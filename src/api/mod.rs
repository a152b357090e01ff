pub mod upload;

use std::collections::HashMap;
use std::net::SocketAddr;
use std::path::PathBuf;
use std::sync::{Arc, Mutex};

use anyhow::Result;
use axum::Router;
use axum::routing::post;
use tower_http::cors::CorsLayer;
use tower_http::trace::TraceLayer;
use tracing::info;

/// Shared state of the upload receiving server.
pub struct AppState {
    /// Directory uploads are assembled in.
    pub dir: PathBuf,
    /// In-flight uploads: upload id → uploaded filename.
    pub uploads: Mutex<HashMap<String, String>>,
}

impl AppState {
    pub fn new(dir: PathBuf) -> Self {
        Self {
            dir,
            uploads: Mutex::new(HashMap::new()),
        }
    }
}

/// The chunked-upload router. Clients post chunks to `/upload` and the
/// finalization request to `/upload_complete/` (the transport client
/// derives the second path by appending `_complete/` to the destination).
pub fn router(state: Arc<AppState>) -> Router {
    Router::new()
        .route("/upload", post(upload::receive_chunk))
        .route("/upload_complete/", post(upload::complete_upload))
        .layer(TraceLayer::new_for_http())
        .layer(CorsLayer::permissive())
        .with_state(state)
}

/// Start the upload receiving server.
pub async fn serve(host: &str, port: u16, dir: PathBuf) -> Result<()> {
    let state = Arc::new(AppState::new(dir));
    let app = router(state);

    let addr: SocketAddr = format!("{}:{}", host, port).parse()?;
    info!("arkflow upload receiver listening on {}", addr);

    let listener = tokio::net::TcpListener::bind(addr).await?;
    axum::serve(listener, app).await?;

    Ok(())
}
#[async_trait]
impl RecordStore for SqliteRecordStore {
    async fn create_step(&self, step: &StepRecord) -> Result<()> {
        if let Some(parent) = step.parent_step {
            let clash: i64 = sqlx::query_scalar(
                "SELECT COUNT(*) FROM steps WHERE parent_step = ? AND parent_step_pos = ?",
            )
            .bind(parent.to_string())
            .bind(step.parent_step_pos)
            .fetch_one(&self.pool)
            .await?;
            if clash > 0 {
                return Err(WorkflowError::Integrity(format!(
                    "duplicate sibling position for step '{}'",
                    step.name
                ))
                .into());
            }
        }

        sqlx::query(
            "INSERT INTO steps (id, name, user, parent_step, parent_step_pos, \
             parallel, hidden, information_package, created) \
             VALUES (?, ?, ?, ?, ?, ?, ?, ?, ?)",
        )
        .bind(step.id.to_string())
        .bind(&step.name)
        .bind(&step.user)
        .bind(step.parent_step.map(|v| v.to_string()))
        .bind(step.parent_step_pos)
        .bind(step.parallel)
        .bind(step.hidden)
        .bind(step.information_package.map(|v| v.to_string()))
        .bind(step.created.to_rfc3339())
        .execute(&self.pool)
        .await?;
        Ok(())
    }

    async fn create_task(&self, task: &TaskRecord) -> Result<()> {
        if task.is_live() {
            let clash: i64 = match (task.parent_step, task.parent) {
                (Some(step), _) => {
                    sqlx::query_scalar(&format!(
                        "SELECT COUNT(*) FROM tasks \
                         WHERE parent_step = ? AND parent_step_pos = ? AND {}",
                        LIVE
                    ))
                    .bind(step.to_string())
                    .bind(task.parent_step_pos)
                    .fetch_one(&self.pool)
                    .await?
                }
                (None, Some(parent)) => {
                    sqlx::query_scalar(&format!(
                        "SELECT COUNT(*) FROM tasks \
                         WHERE parent = ? AND parent_pos = ? AND {}",
                        LIVE
                    ))
                    .bind(parent.to_string())
                    .bind(task.parent_pos)
                    .fetch_one(&self.pool)
                    .await?
                }
                (None, None) => 0,
            };
            if clash > 0 {
                return Err(WorkflowError::Integrity(format!(
                    "duplicate sibling position for task '{}'",
                    task.name
                ))
                .into());
            }
        }

        bind_task(sqlx::query(INSERT_TASK), task)?
            .execute(&self.pool)
            .await?;
        Ok(())
    }

    async fn get_step(&self, id: Uuid) -> Result<StepRecord> {
        let row = sqlx::query("SELECT * FROM steps WHERE id = ?")
            .bind(id.to_string())
            .fetch_optional(&self.pool)
            .await?
            .ok_or_else(|| anyhow::anyhow!("step not found: {}", id))?;
        step_from_row(&row)
    }

    async fn get_task(&self, id: Uuid) -> Result<TaskRecord> {
        let row = sqlx::query("SELECT * FROM tasks WHERE id = ?")
            .bind(id.to_string())
            .fetch_optional(&self.pool)
            .await?
            .ok_or_else(|| anyhow::anyhow!("task not found: {}", id))?;
        task_from_row(&row)
    }

    async fn delete_step(&self, id: Uuid) -> Result<()> {
        self.delete_step_rec(id).await
    }

    async fn set_task_status(&self, id: Uuid, status: TaskStatus) -> Result<()> {
        sqlx::query("UPDATE tasks SET status = ? WHERE id = ?")
            .bind(status.to_string())
            .bind(id.to_string())
            .execute(&self.pool)
            .await?;
        Ok(())
    }

    async fn set_task_progress(&self, id: Uuid, progress: u8) -> Result<()> {
        sqlx::query("UPDATE tasks SET progress = MAX(progress, ?) WHERE id = ?")
            .bind(progress.min(100) as i64)
            .bind(id.to_string())
            .execute(&self.pool)
            .await?;
        Ok(())
    }

    async fn set_task_result(&self, id: Uuid, result: Option<serde_json::Value>) -> Result<()> {
        sqlx::query("UPDATE tasks SET result = ? WHERE id = ?")
            .bind(result.as_ref().map(serde_json::to_string).transpose()?)
            .bind(id.to_string())
            .execute(&self.pool)
            .await?;
        Ok(())
    }

    async fn set_task_einfo(&self, id: Uuid, einfo: Option<ErrorInfo>) -> Result<()> {
        sqlx::query("UPDATE tasks SET einfo = ? WHERE id = ?")
            .bind(einfo.as_ref().map(serde_json::to_string).transpose()?)
            .bind(id.to_string())
            .execute(&self.pool)
            .await?;
        Ok(())
    }

    async fn set_task_event_outcome(&self, id: Uuid, outcome: Option<String>) -> Result<()> {
        sqlx::query("UPDATE tasks SET event_outcome = ? WHERE id = ?")
            .bind(outcome)
            .bind(id.to_string())
            .execute(&self.pool)
            .await?;
        Ok(())
    }

    async fn set_task_time_started(&self, id: Uuid, at: Option<DateTime<Utc>>) -> Result<()> {
        sqlx::query("UPDATE tasks SET time_started = ? WHERE id = ?")
            .bind(at.map(|t| t.to_rfc3339()))
            .bind(id.to_string())
            .execute(&self.pool)
            .await?;
        Ok(())
    }

    async fn set_task_time_done(&self, id: Uuid, at: Option<DateTime<Utc>>) -> Result<()> {
        sqlx::query("UPDATE tasks SET time_done = ? WHERE id = ?")
            .bind(at.map(|t| t.to_rfc3339()))
            .bind(id.to_string())
            .execute(&self.pool)
            .await?;
        Ok(())
    }

    async fn child_steps(&self, step: Uuid) -> Result<Vec<StepRecord>> {
        let rows = sqlx::query(
            "SELECT * FROM steps WHERE parent_step = ? ORDER BY parent_step_pos, created, id",
        )
        .bind(step.to_string())
        .fetch_all(&self.pool)
        .await?;
        rows.iter().map(step_from_row).collect()
    }

    async fn tasks_of_step(&self, step: Uuid) -> Result<Vec<TaskRecord>> {
        self.step_tasks_where(step, "1 = 1").await
    }

    async fn live_tasks(&self, step: Uuid) -> Result<Vec<TaskRecord>> {
        self.step_tasks_where(step, LIVE).await
    }

    async fn failed_tasks(&self, step: Uuid) -> Result<Vec<TaskRecord>> {
        self.step_tasks_where(step, "undo_type = 0 AND retried IS NULL AND status = 'FAILURE'")
            .await
    }

    async fn pending_tasks(&self, step: Uuid) -> Result<Vec<TaskRecord>> {
        self.step_tasks_where(
            step,
            "undone IS NULL AND undo_type = 0 AND status = 'PENDING'",
        )
        .await
    }

    async fn undone_unretried_tasks(&self, step: Uuid) -> Result<Vec<TaskRecord>> {
        self.step_tasks_where(step, "undone IS NOT NULL AND retried IS NULL")
            .await
    }

    async fn child_tasks(&self, task: Uuid) -> Result<Vec<TaskRecord>> {
        let rows =
            sqlx::query("SELECT * FROM tasks WHERE parent = ? ORDER BY parent_pos, created, id")
                .bind(task.to_string())
                .fetch_all(&self.pool)
                .await?;
        rows.iter().map(task_from_row).collect()
    }

    async fn live_child_tasks(&self, task: Uuid) -> Result<Vec<TaskRecord>> {
        let sql = format!(
            "SELECT * FROM tasks WHERE parent = ? AND {} ORDER BY parent_pos, created, id",
            LIVE
        );
        let rows = sqlx::query(&sql)
            .bind(task.to_string())
            .fetch_all(&self.pool)
            .await?;
        rows.iter().map(task_from_row).collect()
    }

    async fn create_undo_task(&self, original: Uuid, attempt: Uuid) -> Result<TaskRecord> {
        let mut tx = self.pool.begin().await?;

        let orig = get_task_in_tx(&mut tx, original).await?;
        let undo = undo_copy(&orig, attempt);

        // Claim the pointer with a guarded update; losing a race to a
        // concurrent undo leaves zero rows affected.
        let claimed = sqlx::query("UPDATE tasks SET undone = ? WHERE id = ? AND undone IS NULL")
            .bind(undo.id.to_string())
            .bind(original.to_string())
            .execute(&mut *tx)
            .await?;
        if claimed.rows_affected() == 0 {
            return Err(WorkflowError::Integrity(format!(
                "task {} already has an outstanding undo",
                original
            ))
            .into());
        }

        bind_task(sqlx::query(INSERT_TASK), &undo)?
            .execute(&mut *tx)
            .await?;
        tx.commit().await?;

        Ok(undo)
    }

    async fn create_retry_task(&self, original: Uuid, attempt: Uuid) -> Result<TaskRecord> {
        let mut tx = self.pool.begin().await?;

        let orig = get_task_in_tx(&mut tx, original).await?;
        let retry = retry_copy(&orig, attempt);

        let claimed = sqlx::query("UPDATE tasks SET retried = ? WHERE id = ? AND retried IS NULL")
            .bind(retry.id.to_string())
            .bind(original.to_string())
            .execute(&mut *tx)
            .await?;
        if claimed.rows_affected() == 0 {
            return Err(WorkflowError::Integrity(format!(
                "task {} has already been retried",
                original
            ))
            .into());
        }

        bind_task(sqlx::query(INSERT_TASK), &retry)?
            .execute(&mut *tx)
            .await?;
        // The replacement adopts the original's sub-plan.
        sqlx::query("UPDATE tasks SET parent = ? WHERE parent = ?")
            .bind(retry.id.to_string())
            .bind(original.to_string())
            .execute(&mut *tx)
            .await?;
        tx.commit().await?;

        Ok(retry)
    }
}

Exercise:
Scan the material for "CorsLayer" and copy the lines that hold it.

Reply to the exercise:
use tower_http::cors::CorsLayer;
        .layer(CorsLayer::permissive())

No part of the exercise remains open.